TLDR: I show two cool ML tricks. ‘Grid search’ is a wrong name. And I am average in training ML models.

Some ML tricks

Today, I am happy to learn some cool ML knowledge about inspecting a ML model. Classically, we look at the training curves, where you plot the performance (in accuracy or loss) of your model against training time (e.g., num epochs), on both the training and validation set. That helps with balancing over- and under-fitting. But with simpler1 models like a Linear Regressor, you can do more useful tricks to listen to what the model is actually telling you about the data.

The first trick is to observe the values of each parameter over training time. In simple models, we probably know the meaning of each param. Like in linear regression, the coefficients are the levels of linear correlation2. So by looking at the changes of these params, you know how the model (or, pardon me, ‘the AI’) changes its mind about the data and the world. Subsequently, the convergence of these params would mean the model has almost nothing more to gain from the data, and we should halt the training loop.

The second trick is plotting the ‘hyper plane slice’. Given my little understanding of this trick, I know that this allows me to see how accurate the model is thinking about the data via the lens of only one (or a few) parameters. More on that in later posts.

I have a mysterious hatred with this technique. Oftentimes in the past, when I ran grid-search, it takes more than a minute to finish. And there I was not in the mood to wait because I was probably using Google Colab, which requires painful tricks to keep the interface awake. And the hassle to save the model ASAP after the search is done (so that I don’t lose the hard-earned model) is stressful.

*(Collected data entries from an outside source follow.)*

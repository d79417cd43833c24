//! Compatibility evaluator
//!
//! Filters a candidate list against a consumer's requested attributes. A
//! candidate is retained only if every requested attribute evaluates
//! COMPATIBLE under its rule (or the default equality rule). Attributes a
//! candidate declares but the consumer never requested are ignored entirely;
//! under this open-world policy, irrelevant extra structure on a candidate
//! is not a defect.
//!
//! ## Rejection capture
//!
//! Diagnostics must show every mismatch, not merely the earliest, so a
//! rejected candidate records ALL incompatible attributes. Requested
//! attributes are evaluated in lexicographic name order (the container's
//! iteration order); the first mismatch in that order is the primary reason.

use crate::model::{AttributeContainer, AttributeValue, CandidateVariant};
use crate::schema::{AttributeSchema, Compatibility};
use serde::{Deserialize, Serialize};

/// One requested attribute a candidate failed to satisfy.
#[derive(Debug, Clone, PartialEq, Serialize, Deserialize)]
pub struct AttributeMismatch {
    /// The requested attribute's name
    pub attribute: String,
    /// The value the consumer asked for
    pub requested: AttributeValue,
    /// What the candidate declared, or `None` if it is silent on the attribute
    pub found: Option<AttributeValue>,
}

/// A candidate rejected by the compatibility evaluator, with every mismatch.
#[derive(Debug, Clone, PartialEq, Serialize, Deserialize)]
pub struct CandidateRejection {
    /// The rejected candidate (full container included for diagnostics)
    pub candidate: CandidateVariant,
    /// All incompatible attributes, in requested-attribute order
    pub mismatches: Vec<AttributeMismatch>,
}

impl CandidateRejection {
    /// The primary incompatibility: the first mismatch in requested-attribute
    /// order. `None` never occurs for rejections produced by
    /// [`filter_compatible`], which only rejects on at least one mismatch.
    pub fn primary(&self) -> Option<&AttributeMismatch> {
        self.mismatches.first()
    }
}

/// Result of filtering a candidate list for compatibility.
#[derive(Debug, Clone, PartialEq, Serialize, Deserialize)]
pub struct CompatibilityOutcome {
    /// Candidates satisfying every requested attribute, in input order
    pub compatible: Vec<CandidateVariant>,
    /// Rejected candidates with their recorded mismatches, in input order
    pub rejections: Vec<CandidateRejection>,
}

/// Filter `candidates` against the consumer's `requested` attributes.
///
/// Each candidate is judged independently; the outcome partitions the input
/// (every candidate appears in exactly one of the two lists, input order
/// preserved). An empty `requested` container is compatible with everything.
pub fn filter_compatible(
    requested: &AttributeContainer,
    candidates: &[CandidateVariant],
    schema: &AttributeSchema,
) -> CompatibilityOutcome {
    let mut compatible = Vec::new();
    let mut rejections = Vec::new();

    for candidate in candidates {
        let mut mismatches = Vec::new();

        for (name, requested_value) in requested.iter() {
            let candidate_value = candidate.attributes.get(name);
            let verdict = schema
                .compatibility_rule(name)
                .evaluate(requested_value, candidate_value);

            if verdict == Compatibility::Incompatible {
                mismatches.push(AttributeMismatch {
                    attribute: name.to_string(),
                    requested: requested_value.clone(),
                    found: candidate_value.cloned(),
                });
            }
        }

        if mismatches.is_empty() {
            compatible.push(candidate.clone());
        } else {
            rejections.push(CandidateRejection {
                candidate: candidate.clone(),
                mismatches,
            });
        }
    }

    CompatibilityOutcome {
        compatible,
        rejections,
    }
}

#[cfg(test)]
mod tests {
    use super::*;
    use crate::model::Attribute;
    use crate::schema::CompatibilityRule;

    fn schema() -> AttributeSchema {
        AttributeSchema::builder()
            .register_attribute(Attribute::token("color"))
            .unwrap()
            .register_attribute(Attribute::token("shape"))
            .unwrap()
            .build()
            .unwrap()
    }

    fn variant(id: &str, attrs: &[(&str, &str)]) -> CandidateVariant {
        let mut builder = AttributeContainer::builder();
        for (name, value) in attrs {
            builder = builder.attribute(*name, AttributeValue::token(*value));
        }
        CandidateVariant::new(id, builder.build())
    }

    #[test]
    fn test_equal_value_is_retained() {
        let requested = AttributeContainer::builder()
            .attribute("color", AttributeValue::token("blue"))
            .build();
        let candidates = vec![variant("v1", &[("color", "blue")])];

        let outcome = filter_compatible(&requested, &candidates, &schema());
        assert_eq!(outcome.compatible.len(), 1);
        assert!(outcome.rejections.is_empty());
    }

    #[test]
    fn test_unequal_value_is_rejected_with_mismatch() {
        let requested = AttributeContainer::builder()
            .attribute("color", AttributeValue::token("green"))
            .build();
        let candidates = vec![variant("v1", &[("color", "blue")])];

        let outcome = filter_compatible(&requested, &candidates, &schema());
        assert!(outcome.compatible.is_empty());
        assert_eq!(outcome.rejections.len(), 1);

        let rejection = &outcome.rejections[0];
        let primary = rejection.primary().expect("rejection carries a mismatch");
        assert_eq!(primary.attribute, "color");
        assert_eq!(primary.requested, AttributeValue::token("green"));
        assert_eq!(primary.found, Some(AttributeValue::token("blue")));
    }

    #[test]
    fn test_absent_attribute_is_incompatible_by_default() {
        let requested = AttributeContainer::builder()
            .attribute("color", AttributeValue::token("blue"))
            .build();
        let candidates = vec![variant("v1", &[("shape", "round")])];

        let outcome = filter_compatible(&requested, &candidates, &schema());
        assert_eq!(outcome.rejections.len(), 1);
        assert_eq!(outcome.rejections[0].mismatches[0].found, None);
    }

    #[test]
    fn test_all_mismatches_recorded_in_requested_order() {
        let requested = AttributeContainer::builder()
            .attribute("shape", AttributeValue::token("square"))
            .attribute("color", AttributeValue::token("green"))
            .build();
        let candidates = vec![variant("v1", &[("color", "blue"), ("shape", "round")])];

        let outcome = filter_compatible(&requested, &candidates, &schema());
        let mismatches = &outcome.rejections[0].mismatches;

        // Both mismatches captured, lexicographic requested order
        assert_eq!(mismatches.len(), 2);
        assert_eq!(mismatches[0].attribute, "color");
        assert_eq!(mismatches[1].attribute, "shape");
    }

    #[test]
    fn test_extra_candidate_attributes_are_ignored() {
        let requested = AttributeContainer::builder()
            .attribute("color", AttributeValue::token("blue"))
            .build();
        // Candidate declares shape, which was never requested
        let candidates = vec![variant("v1", &[("color", "blue"), ("shape", "round")])];

        let outcome = filter_compatible(&requested, &candidates, &schema());
        assert_eq!(outcome.compatible.len(), 1);
    }

    #[test]
    fn test_empty_request_is_compatible_with_everything() {
        let candidates = vec![
            variant("v1", &[("color", "blue")]),
            variant("v2", &[]),
        ];
        let outcome = filter_compatible(&AttributeContainer::empty(), &candidates, &schema());
        assert_eq!(outcome.compatible.len(), 2);
    }

    #[test]
    fn test_custom_rule_can_tolerate_absence() {
        let schema = AttributeSchema::builder()
            .register_attribute_with_rules(
                Attribute::token("color"),
                CompatibilityRule::custom(|requested, candidate| match candidate {
                    // Absent counts as a wildcard under this rule
                    None => Compatibility::Compatible,
                    Some(v) if v == requested => Compatibility::Compatible,
                    Some(_) => Compatibility::Incompatible,
                }),
                crate::schema::DisambiguationRule::NoPreference,
            )
            .unwrap()
            .build()
            .unwrap();

        let requested = AttributeContainer::builder()
            .attribute("color", AttributeValue::token("blue"))
            .build();
        let candidates = vec![variant("v1", &[]), variant("v2", &[("color", "red")])];

        let outcome = filter_compatible(&requested, &candidates, &schema);
        assert_eq!(outcome.compatible.len(), 1);
        assert_eq!(outcome.compatible[0].id, "v1");
        assert_eq!(outcome.rejections.len(), 1);
        assert_eq!(outcome.rejections[0].candidate.id, "v2");
    }

    #[test]
    fn test_outcome_partitions_input_preserving_order() {
        let requested = AttributeContainer::builder()
            .attribute("color", AttributeValue::token("blue"))
            .build();
        let candidates = vec![
            variant("v3", &[("color", "red")]),
            variant("v1", &[("color", "blue")]),
            variant("v2", &[("color", "blue")]),
        ];

        let outcome = filter_compatible(&requested, &candidates, &schema());
        let kept: Vec<&str> = outcome.compatible.iter().map(|c| c.id.as_str()).collect();
        let dropped: Vec<&str> = outcome
            .rejections
            .iter()
            .map(|r| r.candidate.id.as_str())
            .collect();

        assert_eq!(kept, vec!["v1", "v2"]);
        assert_eq!(dropped, vec!["v3"]);
    }
}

Also, I feel like the word ‘search’ is not suitable for this technique. Search is a while loop that we truly don’t know when it will stop. Grid search is a fixed-time for loop. Sklearn called it exhaustive grid search, which is just slightly better – the ‘search’ is still there. Therefore, I would like to propose a better name – grid exploration. You explore uniformly all settings in the grid, and report back all the samples you collected at those settings. Like the Mar Rovers. That makes me want to implement it so much, makes me feel like a NASA programmer.

By the way, this technique belongs to the family of hyperparameter optimization3 techniques. Even this name is not good for me because optimization sounds pretty rapid, but this is a slow thing. But that’s okay.

“Optimizing accuracy”

As usual, I take this chance to think a bit more broadly. And I realized I had been constantly surprised by how inexperienced I am compared to my undergrad friends in optimizing for accuracy in ML. Somehow, a lot of them are very pragmatic and could achieve really high results on unseen data. I was in a Machine Learning class where my ranking is right at the middle, which means my ML engineering skill is around the average.

But that should not be surprising. Training a ML model is a dark art. It a place where good execution is needed more than good ideas. There is so many tricks you can do to achieve a good score, and most of the tricks are based on the so-called experiences and intuitions. It is probably not a skill where you can take shortcuts by being a good mathematician, rationalizing the problem, predicting that technique would work without actually running experiments. Unfortunately, that is the mindset I am unembarassedly embracing.

From Here

Anyway, there will come a time when I need to do a grid exploration on how to train an ML model. I am both excited and lazy to see it coming. Is Kaggle a good place to start?

  1. I wanted to use more precise words like ‘interpretable’ or ‘transparent’, but I honestly don’t know what is the correct word. 

  2. I may be wrong. People have methods to measure linear correlation – either Pearson or Spearman coefficient. Not sure if the coef of a linear regressor is equivalent/related to those. 

  3. On a small tangent, let’s mention Optuna as an emergingly famous tool to do hyperparam optimization. I will learn about it one day.